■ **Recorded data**
━━━━━━

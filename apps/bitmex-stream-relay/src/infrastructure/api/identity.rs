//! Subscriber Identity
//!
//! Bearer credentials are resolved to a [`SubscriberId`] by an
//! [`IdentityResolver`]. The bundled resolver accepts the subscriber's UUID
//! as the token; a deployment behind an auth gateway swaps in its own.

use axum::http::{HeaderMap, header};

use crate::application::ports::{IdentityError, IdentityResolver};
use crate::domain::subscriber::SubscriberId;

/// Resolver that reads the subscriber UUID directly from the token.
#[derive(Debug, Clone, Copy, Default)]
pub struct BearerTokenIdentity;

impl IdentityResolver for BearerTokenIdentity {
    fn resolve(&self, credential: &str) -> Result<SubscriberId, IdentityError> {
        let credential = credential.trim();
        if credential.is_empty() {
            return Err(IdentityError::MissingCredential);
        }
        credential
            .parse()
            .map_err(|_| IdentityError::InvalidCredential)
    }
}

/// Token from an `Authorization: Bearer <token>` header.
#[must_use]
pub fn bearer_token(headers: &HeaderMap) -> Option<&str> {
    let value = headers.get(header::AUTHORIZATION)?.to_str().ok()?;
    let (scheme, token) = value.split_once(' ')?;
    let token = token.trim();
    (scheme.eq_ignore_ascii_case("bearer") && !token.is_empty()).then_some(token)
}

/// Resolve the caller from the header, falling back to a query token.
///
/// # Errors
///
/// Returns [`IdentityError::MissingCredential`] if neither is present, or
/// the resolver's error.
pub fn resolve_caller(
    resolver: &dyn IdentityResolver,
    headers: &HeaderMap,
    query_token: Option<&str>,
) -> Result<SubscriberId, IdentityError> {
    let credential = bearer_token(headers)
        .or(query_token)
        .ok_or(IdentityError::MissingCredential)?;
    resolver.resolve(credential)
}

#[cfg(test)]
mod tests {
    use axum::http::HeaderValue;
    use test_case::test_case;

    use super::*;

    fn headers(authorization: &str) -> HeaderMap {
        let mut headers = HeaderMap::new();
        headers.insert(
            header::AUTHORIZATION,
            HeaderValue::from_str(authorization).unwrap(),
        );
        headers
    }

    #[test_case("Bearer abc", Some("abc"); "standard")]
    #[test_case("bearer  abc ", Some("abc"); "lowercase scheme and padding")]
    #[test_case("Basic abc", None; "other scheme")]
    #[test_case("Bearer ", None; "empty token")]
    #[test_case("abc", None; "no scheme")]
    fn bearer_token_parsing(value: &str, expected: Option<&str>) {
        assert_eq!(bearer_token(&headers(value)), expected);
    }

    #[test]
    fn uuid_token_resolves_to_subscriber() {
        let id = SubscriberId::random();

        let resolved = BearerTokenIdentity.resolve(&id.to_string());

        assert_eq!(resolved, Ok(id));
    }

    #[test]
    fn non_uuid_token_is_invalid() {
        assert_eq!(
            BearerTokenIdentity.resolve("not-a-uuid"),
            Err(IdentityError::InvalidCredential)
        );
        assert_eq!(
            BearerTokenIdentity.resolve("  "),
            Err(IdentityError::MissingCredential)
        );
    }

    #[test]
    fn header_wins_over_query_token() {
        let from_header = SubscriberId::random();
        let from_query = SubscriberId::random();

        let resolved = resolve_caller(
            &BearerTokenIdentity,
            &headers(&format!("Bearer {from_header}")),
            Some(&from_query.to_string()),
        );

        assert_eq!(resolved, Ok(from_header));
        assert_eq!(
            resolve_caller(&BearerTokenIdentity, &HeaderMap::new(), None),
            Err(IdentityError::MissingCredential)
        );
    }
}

━━━━━━

■ **Task brief**
If a line in the records above has the word "axum", copy it.

■ **Completed task**
use axum::http::{HeaderMap, header};
    use axum::http::HeaderValue;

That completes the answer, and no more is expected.